Take your time as you stroll Newbury Street and make sure to check out the variety of boutique shops along the way. Eventually, you’ll reach the intersection of Newbury Street and Dartmouth Street. Turn right onto Dartmouth Street, walk one block and cross the street. This will take you into Copley Square.
Copley Square is named for Bostonian and painter John Singleton Copley. Originally known as Art Square, in the 19th Century the square was home to sites such as the Museum of Fine Arts, Massachusetts Institute of Technology, Boston University, the New England Museum of Natural History, and the American Academy of Arts and Sciences. Today, it is home to the Boston Public Library, which as you walk up Dartmouth Street from Newbury Street will be located on your right-hand side. Trinity Church is located across the square to the left, as well as the Boston Marathon finish line, and the Tortoise and Hare sculpture.
After exploring the sites of Copley Square, head back to where we entered the square and take a left on Boylston Street and walk toward the Boston Public Library. Similar to Newbury Street, Boylston is packed with incredible restaurants, notably Solas Irish Pub or Towne Stove and Spirits. After a bit of walking on Boylston, you’ll be able to spot the entrance to stop number 8 - the Prudential Tower. This skyscraper was built in 1964 for Prudential Insurance. With a shopping center on the first floor, the Pru is the second tallest building in Boston and offers a restaurant, Top of the Hub, and Skywalk Observatory on some of the highest floors of the building. Both sites will give you the opportunity to take the best possible pictures of Boston.

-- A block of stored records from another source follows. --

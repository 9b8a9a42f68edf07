//! Query building and statement compilation.

mod compiler;
mod content_query;
mod statement;

pub use compiler::QueryCompiler;
pub use content_query::{ContentQuery, OrderDirection, OrderSpec, Predicate};
pub use statement::Statement;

Shop your way through the Pru, then walk past Barnes and Noble to exit via the Huntington Arcade. Directly across Belvidere Street is the final stop on this tour - the Christian Science Plaza. The Christian Science Plaza in Boston is the headquarters of the Christian Science Church, which was founded in Lynn, MA, by Mary Baker Eddy in 1875. The original Mother Church building was built at this site in 1894. This site is also home to a reflecting pool, which is definitely one of the most serene locations in Boston. After finishing this walk, take a minute to relax at the reflecting pool. Exit the Christian Science Plaza on to Falmouth Street and then take a left on Massachusetts Avenue. This will take you directly to the Mass Ave T stop where you can catch the Orange Line or a 1, 170, or CT1 bus to continue exploring Boston.
Insider Hints for Fens and Back Bay
- Pre-book tickets to tour Fenway Park. Tickets are available online starting two weeks before your tour date. (Adults $20, Children $14).
- The Fenway area can get really busy on game day, you may love the atmosphere or hate the crowds.
- Admission to the Museum of Fine Arts is by voluntary contribution Wednesday nights after 4:00 PM.
- If you take this walk on a Saturday in July or August, plan to end at the Prudential Center at sundown to catch a movie in the south garden.
- To further explore, instead of going to the Mass Ave T stop, turn right at Mass Ave from the Christian Science Plaza and then turn right on Clearway Street. On the left side of the street will be a shoe store, Bodega, disguised as a convenience store.
Getting to the Fens and Back Bay Trailhead
The easiest way to get to the Gardner Museum on public transportation will be to take the 9 or 19 bus to Louis Prang St @ Evans Way stop. After getting off the bus, walk down Louis Prang Street past Evans Way Park and to your left, you’ll see the museum.